▸ What you have to do: Throughout the entries below, report every line where "deriving" is found.

• • • • •

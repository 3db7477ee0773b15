//! KeystreamCipher: hash-seeded additive stream cipher.
//!
//! For every byte position the cipher derives a shift from the rotor state
//! (modulus 255), hashes the seed string `"o0,o1,...,o9:shift"` and takes
//! the first digest byte as the key byte. Encryption adds the key byte
//! modulo 256, decryption subtracts it. The rotors then advance by the
//! shift, identically in both directions, so the keystream depends only
//! on the initial state and the equation, never on the data.

use std::fmt;

use sha1::Sha1;
use sha2::{Digest, Sha256, Sha512};

use crate::equation::{EquationKind, Precision, KEYSTREAM_MODULUS};
use crate::error::RotorCryptError;
use crate::rotor::RotorState;
use crate::utils::base32;
use crate::utils::text::utf8;
use crate::Direction;

/// Secure hash used to derive key bytes.
#[derive(Debug, Clone, Copy, PartialEq, Eq, Hash)]
pub enum DigestAlgorithm {
    /// 160-bit SHA-1.
    Sha1,
    /// 256-bit SHA-256.
    Sha256,
    /// 512-bit SHA-512.
    Sha512,
}

impl DigestAlgorithm {
    /// Returns the conventional algorithm name (`"SHA-256"`, ...).
    pub fn name(self) -> &'static str {
        match self {
            DigestAlgorithm::Sha1 => "SHA-1",
            DigestAlgorithm::Sha256 => "SHA-256",
            DigestAlgorithm::Sha512 => "SHA-512",
        }
    }
}

impl fmt::Display for DigestAlgorithm {
    fn fmt(&self, f: &mut fmt::Formatter<'_>) -> fmt::Result {
        f.write_str(self.name())
    }
}

/// Source of digests for the keystream.
///
/// Implementations must be deterministic: the same algorithm and seed must
/// always produce the same digest, or decryption will not invert encryption.
pub trait DigestProvider: Send + Sync {
    /// Hashes `seed` with `algorithm`.
    ///
    /// # Errors
    /// Returns [`RotorCryptError::DigestUnavailable`] if the hash cannot be computed.
    fn digest(&self, algorithm: DigestAlgorithm, seed: &[u8]) -> Result<Vec<u8>, RotorCryptError>;
}

/// In-process digests backed by the RustCrypto `sha1` and `sha2` crates.
#[derive(Debug, Clone, Copy, Default)]
pub struct RustCryptoDigest;

impl DigestProvider for RustCryptoDigest {
    fn digest(&self, algorithm: DigestAlgorithm, seed: &[u8]) -> Result<Vec<u8>, RotorCryptError> {
        Ok(match algorithm {
            DigestAlgorithm::Sha1 => Sha1::digest(seed).to_vec(),
            DigestAlgorithm::Sha256 => Sha256::digest(seed).to_vec(),
            DigestAlgorithm::Sha512 => Sha512::digest(seed).to_vec(),
        })
    }
}

pub(crate) static RUST_CRYPTO: RustCryptoDigest = RustCryptoDigest;

/// Builds the digest seed for one byte position: `"o0,...,o9:shift"`.
///
/// # Examples
///
/// ```
/// use rotorcrypt::{keystream::seed_string, RotorState};
///
/// assert_eq!(seed_string(&RotorState::default(), 0), "0,0,0,0,0,0,0,0,0,0:0");
/// ```
pub fn seed_string(state: &RotorState, shift: u32) -> String {
    format!("{}:{}", state, shift)
}

/// Hash-seeded keystream cipher.
///
/// # Examples
///
/// ```
/// use rotorcrypt::{DigestAlgorithm, EquationKind, KeystreamCipher, RotorState};
///
/// let cipher = KeystreamCipher::new(DigestAlgorithm::Sha256, EquationKind::Weighted, true);
/// let state = RotorState::new([4, 8, 15, 16, 23, 0, 0, 0, 0, 0]);
///
/// let encrypted = cipher.encrypt_text("attack at dawn", state).unwrap();
/// assert_eq!(cipher.decrypt_text(&encrypted, state).unwrap(), "attack at dawn");
/// ```
#[derive(Clone, Copy)]
pub struct KeystreamCipher<'d> {
    algorithm: DigestAlgorithm,
    equation: EquationKind,
    auto_advance: bool,
    precision: Precision,
    provider: &'d dyn DigestProvider,
}

impl fmt::Debug for KeystreamCipher<'_> {
    fn fmt(&self, f: &mut fmt::Formatter<'_>) -> fmt::Result {
        f.debug_struct("KeystreamCipher")
            .field("algorithm", &self.algorithm)
            .field("equation", &self.equation)
            .field("auto_advance", &self.auto_advance)
            .field("precision", &self.precision)
            .finish_non_exhaustive()
    }
}

impl KeystreamCipher<'static> {
    /// Creates a keystream cipher using the built-in RustCrypto digests.
    ///
    /// # Parameters
    /// - `algorithm`: Digest deriving each key byte.
    /// - `equation`: Equation deriving each shift.
    /// - `auto_advance`: Advance the rotors after every byte.
    pub fn new(algorithm: DigestAlgorithm, equation: EquationKind, auto_advance: bool) -> Self {
        KeystreamCipher {
            algorithm,
            equation,
            auto_advance,
            precision: Precision::Arbitrary,
            provider: &RUST_CRYPTO,
        }
    }
}

impl<'d> KeystreamCipher<'d> {
    /// Replaces the digest provider.
    pub fn with_provider<'p>(self, provider: &'p dyn DigestProvider) -> KeystreamCipher<'p> {
        KeystreamCipher {
            algorithm: self.algorithm,
            equation: self.equation,
            auto_advance: self.auto_advance,
            precision: self.precision,
            provider,
        }
    }

    /// Overrides the arithmetic precision available to the `super` equation.
    pub fn with_precision(mut self, precision: Precision) -> Self {
        self.precision = precision;
        self
    }

    /// Derives `len` key bytes starting at `state`, advancing it in place.
    ///
    /// The rotor path is walked first; digests are then taken in position
    /// order.
    ///
    /// # Errors
    /// Returns [`RotorCryptError::DigestUnavailable`] if the provider fails
    /// or returns an empty digest.
    pub fn keystream(&self, len: usize, state: &mut RotorState) -> Result<Vec<u8>, RotorCryptError> {
        let mut path = state
            .trajectory(self.equation, KEYSTREAM_MODULUS, self.auto_advance)
            .with_precision(self.precision);
        let seeds: Vec<String> = path
            .by_ref()
            .take(len)
            .map(|(position, shift)| seed_string(&position, shift))
            .collect();
        *state = path.state();

        seeds
            .iter()
            .map(|seed| {
                let digest = self.provider.digest(self.algorithm, seed.as_bytes())?;
                digest.first().copied().ok_or_else(|| {
                    RotorCryptError::DigestUnavailable(format!("{} returned an empty digest", self.algorithm))
                })
            })
            .collect()
    }

    /// Encrypts or decrypts raw bytes, advancing `state` in place.
    ///
    /// # Parameters
    /// - `data`: Input bytes.
    /// - `state`: Rotor state, advanced once per byte.
    /// - `direction`: Add (`Encrypt`) or subtract (`Decrypt`) each key byte.
    ///
    /// # Returns
    /// Output bytes, same length as `data`.
    ///
    /// # Errors
    /// Returns [`RotorCryptError::DigestUnavailable`] if any digest fails; no
    /// partial output is returned.
    pub fn apply(
        &self,
        data: &[u8],
        state: &mut RotorState,
        direction: Direction,
    ) -> Result<Vec<u8>, RotorCryptError> {
        let key = self.keystream(data.len(), state)?;
        Ok(data
            .iter()
            .zip(key)
            .map(|(&byte, k)| match direction {
                Direction::Encrypt => byte.wrapping_add(k),
                Direction::Decrypt => byte.wrapping_sub(k),
            })
            .collect())
    }

    /// Encrypts the UTF-8 bytes of `text` and returns them as Base32.
    ///
    /// # Errors
    /// Returns [`RotorCryptError::DigestUnavailable`] if any digest fails.
    pub fn encrypt_text(&self, text: &str, state: RotorState) -> Result<String, RotorCryptError> {
        let mut state = state;
        let bytes = self.apply(text.as_bytes(), &mut state, Direction::Encrypt)?;
        Ok(base32::encode(&bytes))
    }

    /// Decodes Base32 `text`, decrypts it and returns the recovered text.
    ///
    /// # Errors
    /// - [`RotorCryptError::DigestUnavailable`] if any digest fails.
    /// - [`RotorCryptError::Decode`] if the decrypted bytes are not UTF-8.
    pub fn decrypt_text(&self, text: &str, state: RotorState) -> Result<String, RotorCryptError> {
        let mut state = state;
        let bytes = self.apply(&base32::decode(text), &mut state, Direction::Decrypt)?;
        utf8(bytes, "keystream")
    }
}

• • • • •

▸ Answer space:
    /// - `algorithm`: Digest deriving each key byte.
    /// - `equation`: Equation deriving each shift.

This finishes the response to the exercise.